Like most people in Los Angeles, I will be going to a party today to watch the Oscars. While in years past, I have seen all the films with nominations for the big awards, Best Picture, Best Director as well as those tapped for the acting and writing awards, this year, like last, I have not seen all of the nominated films, indeed have seen only two of the Best Picture nominees (Litte Miss Sunshine and The Queen). I’ll be rooting for the former for Best Picture (though I wonder why Dreamgirls was not nominated in that category).
Of the movies I have seen, I have really been quite impressed with the acting — and some of the writing. Litte Miss Sunshine and Pan’s Labyrinth had first-rate scripts. And that latter had simply amazing Art Direction — as did The Prestige.

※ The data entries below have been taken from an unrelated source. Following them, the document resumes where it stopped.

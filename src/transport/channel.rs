//! In-process transport backed by tokio channels.

use async_trait::async_trait;
use tokio::sync::{broadcast, mpsc};

use super::{ConnectionInfo, KernelConnection, PendingMap, PendingReply, IOPUB_CAPACITY};
use crate::error::{DebuggerError, Result};
use crate::protocol::{EventMessage, IopubMessage, RequestMessage, ResponseMessage};

/// Create a connected pair: the client half for a session and the kernel half
/// for whatever plays the kernel (an embedded engine, a bridge, a test fake).
pub fn channel_connection(info: ConnectionInfo) -> (ChannelConnection, KernelEndpoint) {
    let (request_tx, request_rx) = mpsc::unbounded_channel();
    let (iopub_tx, _) = broadcast::channel(IOPUB_CAPACITY);
    let pending = PendingMap::default();

    let connection = ChannelConnection {
        info,
        requests: request_tx,
        pending: pending.clone(),
        iopub: iopub_tx.clone(),
    };
    let endpoint = KernelEndpoint {
        requests: request_rx,
        pending,
        iopub: iopub_tx,
    };
    (connection, endpoint)
}

pub struct ChannelConnection {
    info: ConnectionInfo,
    requests: mpsc::UnboundedSender<RequestMessage>,
    pending: PendingMap,
    iopub: broadcast::Sender<IopubMessage>,
}

#[async_trait]
impl KernelConnection for ChannelConnection {
    fn info(&self) -> &ConnectionInfo {
        &self.info
    }

    async fn dispatch(&self, request: RequestMessage) -> Result<PendingReply> {
        let seq = request.seq;
        let reply = self.pending.register(seq)?;
        if self.requests.send(request).is_err() {
            self.pending.forget(seq);
            return Err(DebuggerError::ConnectionClosed);
        }
        Ok(reply)
    }

    fn subscribe(&self) -> broadcast::Receiver<IopubMessage> {
        self.iopub.subscribe()
    }
}

/// Kernel side of a [`channel_connection`] pair.
///
/// Dropping the endpoint fails every outstanding request with
/// `ConnectionClosed`.
pub struct KernelEndpoint {
    requests: mpsc::UnboundedReceiver<RequestMessage>,
    pending: PendingMap,
    iopub: broadcast::Sender<IopubMessage>,
}

impl KernelEndpoint {
    /// Next request from the client, or `None` once the client half is gone.
    pub async fn next_request(&mut self) -> Option<RequestMessage> {
        self.requests.recv().await
    }

    /// Answer a request. Returns false if nobody waits for it anymore.
    pub fn reply(&self, response: ResponseMessage) -> bool {
        self.pending.resolve(response)
    }

    pub fn publish(&self, message: IopubMessage) {
        // No subscribers is not an error: events are fire-and-forget
        let _ = self.iopub.send(message);
    }

    pub fn publish_event(&self, event: &EventMessage) {
        self.publish(IopubMessage::debug_event(event));
    }
}

impl Drop for KernelEndpoint {
    fn drop(&mut self) {
        self.pending.close_all();
    }
}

But, it was in acting where I saw some real talent this year, with amazing performances by a number of talented actors, most from those from whom we expect such work like Alan Arkin, Djimon Hounsou, Helen Mirren and Meryl Streep. And also those from performers about whom I had previously heard little (or nothing at all) or from whom I was not accustomed to seeing such topnotch performances. I had never really thought of Mark Wahlberg as an actor, but friends who have seen his performance in The Departed agreed that he deserves his Best Supporting Actor Nod.

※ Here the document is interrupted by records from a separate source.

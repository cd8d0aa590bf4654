//! Editor lookup.
//!
//! The service asks a [`DebuggerSources`] implementation which live editors
//! currently show a given content id. Only breakpoints with a live editor are
//! surfaced to the model, and editor text is what gets persisted.

use std::sync::Arc;

use parking_lot::RwLock;

use crate::identity::SharedIdentityRegistry;

#[derive(Debug, Clone, PartialEq, Eq)]
pub struct SourceQuery {
    /// Engine (kernel name) the content id was computed for.
    pub engine: String,
    /// Document path of the connection.
    pub path: String,
    pub content_id: String,
    /// Whether matching editors should be brought to front.
    pub focus: bool,
}

/// A live editor showing some source text.
#[derive(Debug, Clone, PartialEq, Eq)]
pub struct EditorHandle {
    pub id: String,
    pub source: String,
}

pub trait DebuggerSources: Send + Sync {
    fn find(&self, query: &SourceQuery) -> Vec<EditorHandle>;
}

/// Editors held in memory, matched by recomputing each editor's content id.
///
/// Used by the CLI, where `break` and `load` register cell text as open
/// editors.
pub struct OpenEditors {
    identity: SharedIdentityRegistry,
    editors: RwLock<Vec<EditorHandle>>,
}

impl OpenEditors {
    pub fn new(identity: SharedIdentityRegistry) -> Arc<Self> {
        Arc::new(Self {
            identity,
            editors: RwLock::new(Vec::new()),
        })
    }

    /// Register an editor, replacing one with the same id.
    pub fn open(&self, id: impl Into<String>, source: impl Into<String>) {
        let handle = EditorHandle {
            id: id.into(),
            source: source.into(),
        };
        let mut editors = self.editors.write();
        editors.retain(|editor| editor.id != handle.id);
        editors.push(handle);
    }

    pub fn close(&self, id: &str) {
        self.editors.write().retain(|editor| editor.id != id);
    }

    pub fn len(&self) -> usize {
        self.editors.read().len()
    }

    pub fn is_empty(&self) -> bool {
        self.editors.read().is_empty()
    }
}

impl DebuggerSources for OpenEditors {
    fn find(&self, query: &SourceQuery) -> Vec<EditorHandle> {
        let identity = self.identity.read();
        self.editors
            .read()
            .iter()
            .filter(|editor| {
                identity
                    .compute_id(&editor.source, &query.engine)
                    .map(|id| id == query.content_id)
                    .unwrap_or(false)
            })
            .cloned()
            .collect()
    }
}

#[cfg(test)]
mod tests {
    use super::*;
    use crate::identity::CodeIdentityRegistry;

    #[test]
    fn test_open_editors_match_by_content_id() {
        let mut registry = CodeIdentityRegistry::new();
        registry.register_hash_params("py", "Murmur2", 1).unwrap();
        registry.register_file_params("py", "jupyter_", ".py");
        let identity = registry.shared();

        let editors = OpenEditors::new(identity.clone());
        editors.open("cell-1", "x=1");
        editors.open("cell-2", "print(1)");
        editors.open("cell-1", "x=1");
        assert_eq!(editors.len(), 2);

        let query = SourceQuery {
            engine: "py".to_string(),
            path: "nb.ipynb".to_string(),
            content_id: "jupyter_3908581943.py".to_string(),
            focus: false,
        };
        let found = editors.find(&query);
        assert_eq!(found.len(), 1);
        assert_eq!(found[0].id, "cell-1");

        editors.close("cell-1");
        assert!(editors.find(&query).is_empty());

        // Unknown engine never matches
        let other = SourceQuery {
            engine: "julia".to_string(),
            ..query
        };
        assert!(editors.find(&other).is_empty());
    }
}
//! Content identity for dumped source cells.
//!
//! A cell has no stable file on the kernel side: every dump may land on a new
//! physical path. Breakpoints are therefore keyed by a content id derived from
//! the cell text, `prefix + murmur2(code, seed) + suffix`, with the hashing and
//! naming parameters registered per engine (kernel name).
//!
//! # Usage
//!
//! ```rust,ignore
//! let mut registry = CodeIdentityRegistry::new();
//! registry.register_hash_params("python3", "Murmur2", 1)?;
//! registry.register_file_params("python3", "/tmp/ipykernel_42/", ".py");
//! let id = registry.compute_id("x = 1", "python3")?;
//! ```

mod murmur;

use std::collections::HashMap;
use std::fmt;
use std::str::FromStr;
use std::sync::Arc;

use parking_lot::RwLock;
use serde::{Deserialize, Serialize};

use crate::error::{DebuggerError, Result};
use crate::settings::schema::EngineSettings;

pub use murmur::murmur2;

/// Registry shared between the service (which re-registers parameters on every
/// state restore) and whoever constructed it.
pub type SharedIdentityRegistry = Arc<RwLock<CodeIdentityRegistry>>;

/// Supported hashing algorithms.
#[derive(Debug, Clone, Copy, PartialEq, Eq, Serialize, Deserialize)]
pub enum HashMethod {
    Murmur2,
}

impl HashMethod {
    fn hash(self, code: &str, seed: u32) -> u32 {
        match self {
            HashMethod::Murmur2 => murmur2(code.as_bytes(), seed),
        }
    }
}

impl FromStr for HashMethod {
    type Err = DebuggerError;

    fn from_str(s: &str) -> Result<Self> {
        match s {
            "Murmur2" => Ok(HashMethod::Murmur2),
            other => Err(DebuggerError::UnsupportedMethod(other.to_string())),
        }
    }
}

impl fmt::Display for HashMethod {
    fn fmt(&self, f: &mut fmt::Formatter<'_>) -> fmt::Result {
        match self {
            HashMethod::Murmur2 => write!(f, "Murmur2"),
        }
    }
}

/// Hashing parameters for one engine.
#[derive(Debug, Clone, Copy, PartialEq, Eq)]
pub struct HashParams {
    pub method: HashMethod,
    pub seed: u32,
}

/// Temp-file naming parameters for one engine.
#[derive(Debug, Clone, PartialEq, Eq, Serialize, Deserialize)]
pub struct FileParams {
    pub prefix: String,
    pub suffix: String,
}

/// Per-engine hash and file-name parameters.
#[derive(Debug, Default, Clone)]
pub struct CodeIdentityRegistry {
    hash_params: HashMap<String, HashParams>,
    file_params: HashMap<String, FileParams>,
}

impl CodeIdentityRegistry {
    pub fn new() -> Self {
        Self::default()
    }

    pub fn shared(self) -> SharedIdentityRegistry {
        Arc::new(RwLock::new(self))
    }

    /// Build a registry pre-seeded from the `[engines.<name>]` settings tables.
    pub fn from_settings(engines: &HashMap<String, EngineSettings>) -> Result<Self> {
        let mut registry = Self::new();
        for (engine, settings) in engines {
            registry.register_hash_params(engine, &settings.hash_method, settings.hash_seed)?;
            registry.register_file_params(
                engine,
                &settings.tmp_file_prefix,
                &settings.tmp_file_suffix,
            );
        }
        Ok(registry)
    }

    /// Register the hashing parameters for `engine`, replacing any previous ones.
    pub fn register_hash_params(&mut self, engine: &str, method: &str, seed: u32) -> Result<()> {
        ensure_engine(engine)?;
        let method = method.parse::<HashMethod>()?;
        self.hash_params
            .insert(engine.to_string(), HashParams { method, seed });
        tracing::debug!(
            "[identity] Registered hash params for {}: {} seed={}",
            engine,
            method,
            seed
        );
        Ok(())
    }

    /// Register the temp-file naming parameters for `engine`, replacing any previous ones.
    pub fn register_file_params(&mut self, engine: &str, prefix: &str, suffix: &str) {
        self.file_params.insert(
            engine.to_string(),
            FileParams {
                prefix: prefix.to_string(),
                suffix: suffix.to_string(),
            },
        );
    }

    pub fn hash_params(&self, engine: &str) -> Option<HashParams> {
        self.hash_params.get(engine).copied()
    }

    pub fn file_params(&self, engine: &str) -> Option<&FileParams> {
        self.file_params.get(engine)
    }

    /// Compute the content id of `code` for `engine`.
    pub fn compute_id(&self, code: &str, engine: &str) -> Result<String> {
        ensure_engine(engine)?;
        let files = self.file_params.get(engine).ok_or_else(|| {
            DebuggerError::Configuration(format!("Kernel ({engine}) has no tmp file params."))
        })?;
        let params = self.hash_params.get(engine).ok_or_else(|| {
            DebuggerError::Configuration(format!("Kernel ({engine}) has no hashing params."))
        })?;

        let hash = params.method.hash(code, params.seed);
        Ok(format!("{}{}{}", files.prefix, hash, files.suffix))
    }

    /// Re-home an id produced by another engine instance onto `engine`'s
    /// current prefix and suffix, keeping its hash segment.
    ///
    /// Returns `None` when no hash segment can be found in `old_id`.
    pub fn rewrite_id(&self, old_id: &str, engine: &str) -> Result<Option<String>> {
        let files = self.file_params.get(engine).ok_or_else(|| {
            DebuggerError::Configuration(format!("Kernel ({engine}) has no tmp file params."))
        })?;
        Ok(extract_hash(old_id, &files.suffix)
            .map(|hash| format!("{}{}{}", files.prefix, hash, files.suffix)))
    }
}

/// Pull the decimal hash segment out of a content id.
///
/// The suffix is stripped when present, otherwise the file extension; the hash
/// is the trailing run of ASCII digits of what remains.
pub fn extract_hash<'a>(id: &'a str, suffix: &str) -> Option<&'a str> {
    let stem = if !suffix.is_empty() && id.ends_with(suffix) {
        &id[..id.len() - suffix.len()]
    } else {
        strip_extension(id)
    };

    let start = stem
        .char_indices()
        .rev()
        .find(|(_, c)| !c.is_ascii_digit())
        .map(|(i, c)| i + c.len_utf8())
        .unwrap_or(0);

    let hash = &stem[start..];
    (!hash.is_empty()).then_some(hash)
}

fn strip_extension(id: &str) -> &str {
    let name_start = id.rfind('/').map(|i| i + 1).unwrap_or(0);
    match id[name_start..].rfind('.') {
        Some(dot) => &id[..name_start + dot],
        None => id,
    }
}

fn ensure_engine(engine: &str) -> Result<()> {
    if engine.is_empty() {
        return Err(DebuggerError::Configuration(
            "Kernel name is not defined.".to_string(),
        ));
    }
    Ok(())
}

#[cfg(test)]
mod tests {
    use super::*;
    use proptest::prelude::*;

    fn python_registry() -> CodeIdentityRegistry {
        let mut registry = CodeIdentityRegistry::new();
        registry.register_hash_params("py", "Murmur2", 1).unwrap();
        registry.register_file_params("py", "jupyter_", ".py");
        registry
    }

    #[test]
    fn test_compute_id_shape() {
        let registry = python_registry();
        let id = registry.compute_id("x=1", "py").unwrap();

        assert_eq!(id, "jupyter_3908581943.py");
        let digits = id
            .strip_prefix("jupyter_")
            .and_then(|rest| rest.strip_suffix(".py"))
            .unwrap();
        assert!(digits.chars().all(|c| c.is_ascii_digit()));
        assert_eq!(registry.compute_id("x=1", "py").unwrap(), id);
    }

    #[test]
    fn test_compute_id_requires_file_params() {
        let mut registry = CodeIdentityRegistry::new();
        registry.register_hash_params("py", "Murmur2", 1).unwrap();

        let err = registry.compute_id("x=1", "py").unwrap_err();
        assert!(matches!(err, DebuggerError::Configuration(_)));
    }

    #[test]
    fn test_compute_id_requires_hash_params() {
        let mut registry = CodeIdentityRegistry::new();
        registry.register_file_params("py", "jupyter_", ".py");

        let err = registry.compute_id("x=1", "py").unwrap_err();
        assert!(matches!(err, DebuggerError::Configuration(_)));
    }

    #[test]
    fn test_unknown_engine_is_configuration_error() {
        let registry = python_registry();
        assert!(matches!(
            registry.compute_id("x=1", "julia"),
            Err(DebuggerError::Configuration(_))
        ));
        assert!(matches!(
            registry.compute_id("x=1", ""),
            Err(DebuggerError::Configuration(_))
        ));
    }

    #[test]
    fn test_unsupported_method() {
        let mut registry = CodeIdentityRegistry::new();
        let err = registry.register_hash_params("py", "Sha256", 1).unwrap_err();
        assert!(matches!(err, DebuggerError::UnsupportedMethod(m) if m == "Sha256"));
        assert!(registry.hash_params("py").is_none());
    }

    #[test]
    fn test_registration_overwrites() {
        let mut registry = python_registry();
        let before = registry.compute_id("x=1", "py").unwrap();

        registry.register_hash_params("py", "Murmur2", 0).unwrap();
        registry.register_file_params("py", "/tmp/ipykernel_7/", ".py");
        let after = registry.compute_id("x=1", "py").unwrap();

        assert_ne!(before, after);
        assert_eq!(after, "/tmp/ipykernel_7/2878563358.py");
    }

    #[test]
    fn test_extract_hash_variants() {
        assert_eq!(
            extract_hash("/tmp/ipykernel_1/1626409200.py", ".py"),
            Some("1626409200")
        );
        assert_eq!(extract_hash("jupyter_1626409200.py", ".py"), Some("1626409200"));
        assert_eq!(extract_hash("/tmp/x/1626409200.jl", ".py"), Some("1626409200"));
        assert_eq!(extract_hash("/tmp/x/notes.py", ".py"), None);
    }

    #[test]
    fn test_rewrite_id_moves_to_current_prefix() {
        let mut registry = python_registry();
        registry.register_file_params("py", "/tmp/ipykernel_99/", ".py");

        let rewritten = registry
            .rewrite_id("/tmp/ipykernel_1/1626409200.py", "py")
            .unwrap();
        assert_eq!(rewritten.as_deref(), Some("/tmp/ipykernel_99/1626409200.py"));

        let prefixless = registry.rewrite_id("jupyter_1626409200.py", "py").unwrap();
        assert_eq!(prefixless.as_deref(), Some("/tmp/ipykernel_99/1626409200.py"));
    }

    #[test]
    fn test_from_settings_seeds_engines() {
        let mut engines = HashMap::new();
        engines.insert(
            "py".to_string(),
            EngineSettings {
                hash_method: "Murmur2".to_string(),
                hash_seed: 1,
                tmp_file_prefix: "jupyter_".to_string(),
                tmp_file_suffix: ".py".to_string(),
            },
        );

        let registry = CodeIdentityRegistry::from_settings(&engines).unwrap();
        assert_eq!(
            registry.compute_id("x=1", "py").unwrap(),
            "jupyter_3908581943.py"
        );
    }

    proptest! {
        #![proptest_config(ProptestConfig::with_cases(64))]

        /// Property: ids are stable across calls for the same text
        #[test]
        fn prop_compute_id_is_idempotent(code in ".{0,200}") {
            let registry = python_registry();
            let first = registry.compute_id(&code, "py").unwrap();
            let second = registry.compute_id(&code, "py").unwrap();
            prop_assert_eq!(first, second);
        }

        /// Property: different texts get different ids
        #[test]
        fn prop_distinct_code_distinct_ids(a in "[a-z0-9=() ]{1,64}", b in "[a-z0-9=() ]{1,64}") {
            prop_assume!(a != b);
            let registry = python_registry();
            prop_assert_ne!(
                registry.compute_id(&a, "py").unwrap(),
                registry.compute_id(&b, "py").unwrap()
            );
        }
    }
}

The performance that really blew me away was that of Eddie Murphy in Dreamgirls. I have enjoyed Murphy’s performances in comedies since I was in college, always seeing Murphy not so much as an actor, but as an entertainer, a comedian with the gift of his presence and timing. His performances seemed little different from Beverly Hills Cop to The Distinguished Gentleman to a number of other films where he has played comedic roles. What distinguished him was his attitude, his inflections and his gift for impersonation.
Impersonation, however, is not acting. It’s when a performer represents — in exaggerated, caricatured form — the stereotypical behavior of a certain individual — or a class of individuals. And whereas an impersonator specializes in stereotypes, an actor realizes the archetype, the true nature of an individual character. But not just that. In revealing a character’s archetypal quality, aspects of his personality which reveal his fundamental weaknesses (and strengths), qualities common to all men (and women). So did Eddie Murphy realize James Early on screen.

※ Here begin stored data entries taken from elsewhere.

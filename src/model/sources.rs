use serde::Serialize;

use crate::protocol::{Module, Source};

/// Source text currently shown for a stack frame or module.
#[derive(Debug, Clone, PartialEq, Serialize)]
pub struct SourceView {
    pub source: Source,
    pub content: String,
    pub mime_type: Option<String>,
}

#[derive(Debug, Clone, Default)]
pub struct SourcesModel {
    current_source: Option<SourceView>,
}

impl SourcesModel {
    pub fn current_source(&self) -> Option<&SourceView> {
        self.current_source.as_ref()
    }

    pub(super) fn set_current_source(&mut self, source: Option<SourceView>) {
        self.current_source = source;
    }
}

/// Modules loaded in the kernel.
#[derive(Debug, Clone, Default)]
pub struct KernelSourcesModel {
    kernel_sources: Vec<Module>,
    filter: String,
}

impl KernelSourcesModel {
    pub fn kernel_sources(&self) -> &[Module] {
        &self.kernel_sources
    }

    /// Modules whose name contains the current filter, case-insensitively.
    pub fn filtered(&self) -> Vec<&Module> {
        let filter = self.filter.to_lowercase();
        self.kernel_sources
            .iter()
            .filter(|module| filter.is_empty() || module.name.to_lowercase().contains(&filter))
            .collect()
    }

    pub fn filter(&self) -> &str {
        &self.filter
    }

    pub(super) fn set_kernel_sources(&mut self, modules: Vec<Module>) {
        self.kernel_sources = modules;
    }

    pub(super) fn set_filter(&mut self, filter: &str) {
        self.filter = filter.to_string();
    }
}
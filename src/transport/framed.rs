//! `Content-Length` framed JSON transport.
//!
//! Each message is `Content-Length: N\r\n\r\n` followed by N bytes of JSON.
//! Replies are routed to their waiter by `request_seq`; events are re-wrapped
//! as `debug_event` iopub messages.

use std::io;

use async_trait::async_trait;
use serde::Serialize;
use serde_json::Value;
use tokio::io::{AsyncBufRead, AsyncBufReadExt, AsyncRead, AsyncReadExt, AsyncWrite, AsyncWriteExt, BufReader};
use tokio::net::TcpStream;
use tokio::sync::{broadcast, Mutex};
use tokio::task::JoinHandle;

use super::{ConnectionInfo, KernelConnection, PendingMap, PendingReply, IOPUB_CAPACITY};
use crate::error::{DebuggerError, Result};
use crate::protocol::{EventMessage, IopubMessage, RequestMessage, ResponseMessage};

type BoxedWriter = Box<dyn AsyncWrite + Send + Unpin>;

/// Largest frame body accepted from a peer.
pub const MAX_FRAME_LEN: usize = 64 * 1024 * 1024;

/// Serialize `message` into a complete frame.
pub fn encode_frame<T: Serialize>(message: &T) -> Result<Vec<u8>> {
    let body = serde_json::to_vec(message)?;
    let mut frame = format!("Content-Length: {}\r\n\r\n", body.len()).into_bytes();
    frame.extend_from_slice(&body);
    Ok(frame)
}

/// Read one frame. Returns `Ok(None)` on a clean end of stream between frames.
pub async fn read_frame<R>(reader: &mut R) -> Result<Option<Value>>
where
    R: AsyncBufRead + Unpin,
{
    let mut content_length: Option<usize> = None;
    let mut seen_header = false;

    loop {
        let mut line = String::new();
        let read = reader.read_line(&mut line).await?;
        if read == 0 {
            if seen_header {
                return Err(io::Error::new(
                    io::ErrorKind::UnexpectedEof,
                    "stream closed while reading frame headers",
                )
                .into());
            }
            return Ok(None);
        }
        seen_header = true;

        let trimmed = line.trim_end_matches(['\r', '\n']);
        if trimmed.is_empty() {
            if content_length.is_some() {
                break;
            }
            // Tolerate stray blank lines between frames
            continue;
        }

        if let Some((key, value)) = trimmed.split_once(':') {
            if key.trim().eq_ignore_ascii_case("content-length") {
                let parsed = value.trim().parse::<usize>().map_err(|e| {
                    io::Error::new(
                        io::ErrorKind::InvalidData,
                        format!("invalid Content-Length value: {e}"),
                    )
                })?;
                content_length = Some(parsed);
            }
        }
    }

    let length = content_length.ok_or_else(|| {
        io::Error::new(io::ErrorKind::InvalidData, "missing Content-Length header")
    })?;
    if length > MAX_FRAME_LEN {
        return Err(io::Error::new(
            io::ErrorKind::InvalidData,
            format!("frame of {length} bytes exceeds the {MAX_FRAME_LEN} byte limit"),
        )
        .into());
    }
    let mut body = vec![0_u8; length];
    reader.read_exact(&mut body).await?;
    Ok(Some(serde_json::from_slice(&body)?))
}

/// Debug connection over a byte stream.
pub struct FramedConnection {
    info: ConnectionInfo,
    writer: Mutex<BoxedWriter>,
    pending: PendingMap,
    iopub: broadcast::Sender<IopubMessage>,
    reader_task: JoinHandle<()>,
}

impl FramedConnection {
    /// Wrap a split stream. Spawns the reader task, so this must run inside a
    /// tokio runtime.
    pub fn new<R, W>(reader: R, writer: W, info: ConnectionInfo) -> Self
    where
        R: AsyncRead + Send + Unpin + 'static,
        W: AsyncWrite + Send + Unpin + 'static,
    {
        let pending = PendingMap::default();
        let (iopub, _) = broadcast::channel(IOPUB_CAPACITY);
        let reader_task = tokio::spawn(reader_loop(
            BufReader::new(reader),
            pending.clone(),
            iopub.clone(),
        ));

        Self {
            info,
            writer: Mutex::new(Box::new(writer)),
            pending,
            iopub,
            reader_task,
        }
    }

    pub async fn connect_tcp(address: &str, info: ConnectionInfo) -> Result<Self> {
        let stream = TcpStream::connect(address).await?;
        stream.set_nodelay(true)?;
        let (reader, writer) = stream.into_split();
        tracing::info!("[transport] Connected to debug endpoint at {}", address);
        Ok(Self::new(reader, writer, info))
    }
}

impl Drop for FramedConnection {
    fn drop(&mut self) {
        self.reader_task.abort();
        self.pending.close_all();
    }
}

#[async_trait]
impl KernelConnection for FramedConnection {
    fn info(&self) -> &ConnectionInfo {
        &self.info
    }

    async fn dispatch(&self, request: RequestMessage) -> Result<PendingReply> {
        let seq = request.seq;
        let frame = encode_frame(&request)?;
        let reply = self.pending.register(seq)?;

        let mut writer = self.writer.lock().await;
        let written = async {
            writer.write_all(&frame).await?;
            writer.flush().await
        }
        .await;
        if let Err(e) = written {
            self.pending.forget(seq);
            return Err(DebuggerError::Io(e));
        }

        tracing::trace!("[transport] -> {} (seq {})", request.command, seq);
        Ok(reply)
    }

    fn subscribe(&self) -> broadcast::Receiver<IopubMessage> {
        self.iopub.subscribe()
    }
}

async fn reader_loop<R>(
    mut reader: BufReader<R>,
    pending: PendingMap,
    iopub: broadcast::Sender<IopubMessage>,
) where
    R: AsyncRead + Unpin,
{
    loop {
        let message = match read_frame(&mut reader).await {
            Ok(Some(message)) => message,
            Ok(None) => {
                tracing::debug!("[transport] Debug endpoint closed the stream");
                break;
            }
            Err(e) => {
                tracing::warn!("[transport] Failed to read frame: {}", e);
                break;
            }
        };

        match message.get("type").and_then(Value::as_str) {
            Some("response") => match serde_json::from_value::<ResponseMessage>(message) {
                Ok(response) => {
                    pending.resolve(response);
                }
                Err(e) => tracing::warn!("[transport] Malformed response: {}", e),
            },
            Some("event") => match serde_json::from_value::<EventMessage>(message) {
                Ok(event) => {
                    let _ = iopub.send(IopubMessage::debug_event(&event));
                }
                Err(e) => tracing::warn!("[transport] Malformed event: {}", e),
            },
            other => {
                tracing::debug!("[transport] Ignoring message of type {:?}", other);
            }
        }
    }

    // Later dispatches fail fast with `ConnectionClosed`
    pending.close_all();
}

We truly saw the this man’s ambitions, his weaknesses — and the depth of his suffering. I was blown away because I had never expected that Eddie Murphy could so powerfully portray such pathos.
If Murphy’s competition were not so stiff, I’d be rooting for him tonight. (If he wins, I will not be disappointed for he certainly deserves this.) But, he’s up against Alan Arkin who delivers an equally powerful performance in Litte Miss Sunshine. When two equally talented performances are nominated for the same award, I tend to root for the elder of the two nominees, as a means for the award to recognize a body of work as well as an individual performance. And so that actors realize that while their box office may be fading as they age, there are honors yet ahead.
Of the acting awards, the only one that I can’t predict with much confidence is that for Best Supporting Actor. I believe that either Murphy or Arkin will win, with most others predicting Murphy, but also recall how six years ago, Marcia Gay Harden won for Pollock when prognosticators had assured us Kate Hudson would win for Almost Famous.
I’m not going out on a limb in saying that Al Gore will win an Oscar for Best Documentary Feature for An Inconvenient Truth. This will be Hollywood’s political statement. And his speech will likely create the same kind of environmental disturbance as did George Clooney’s last year.
I hope that the Spanish film, Pan’s Labyrinth wins for Best Foreign Language Film — and trust it may take the cinematography and art direction awards as well.
I think Jennifer Hudson has a lock for best supporting actress. Before seeing the film, I had never even heard of her. After seeing it, I’m confident that we’ll be seeing a lot of her in coming years. An amazingly talented actress and singer.
I expect Forest Whitaker to take home the statue for his performance in The Last King of Scotland (as well he should) and Helen Mirren will win a much-deserved trophy for The Queen. (I had hoped she would win for Gosford Park where she, as always, delivers a wonderfully subtle performance which can be better appreciated on repeat viewings of the film.)
I think Martin Scorsese will finally win a Best Directing Oscar for The Departed, but can’t with confidence predict which flick will win for Best Picture. As I said, I’m rooting for Litte Miss Sunshine .
Those are my thoughts. In a few hours, you’ll be able to see how right — or how wrong — I have been.
UPDATE (after the Oscars): Well, it seems I was right on my acting picks, but wrong on Al Gore. I thought the former Vice President showed a lot of class tonight on the show, eschewing partisanship (albeit promoting his agenda). He was actually funny when he presented when Leonardo di Caprio.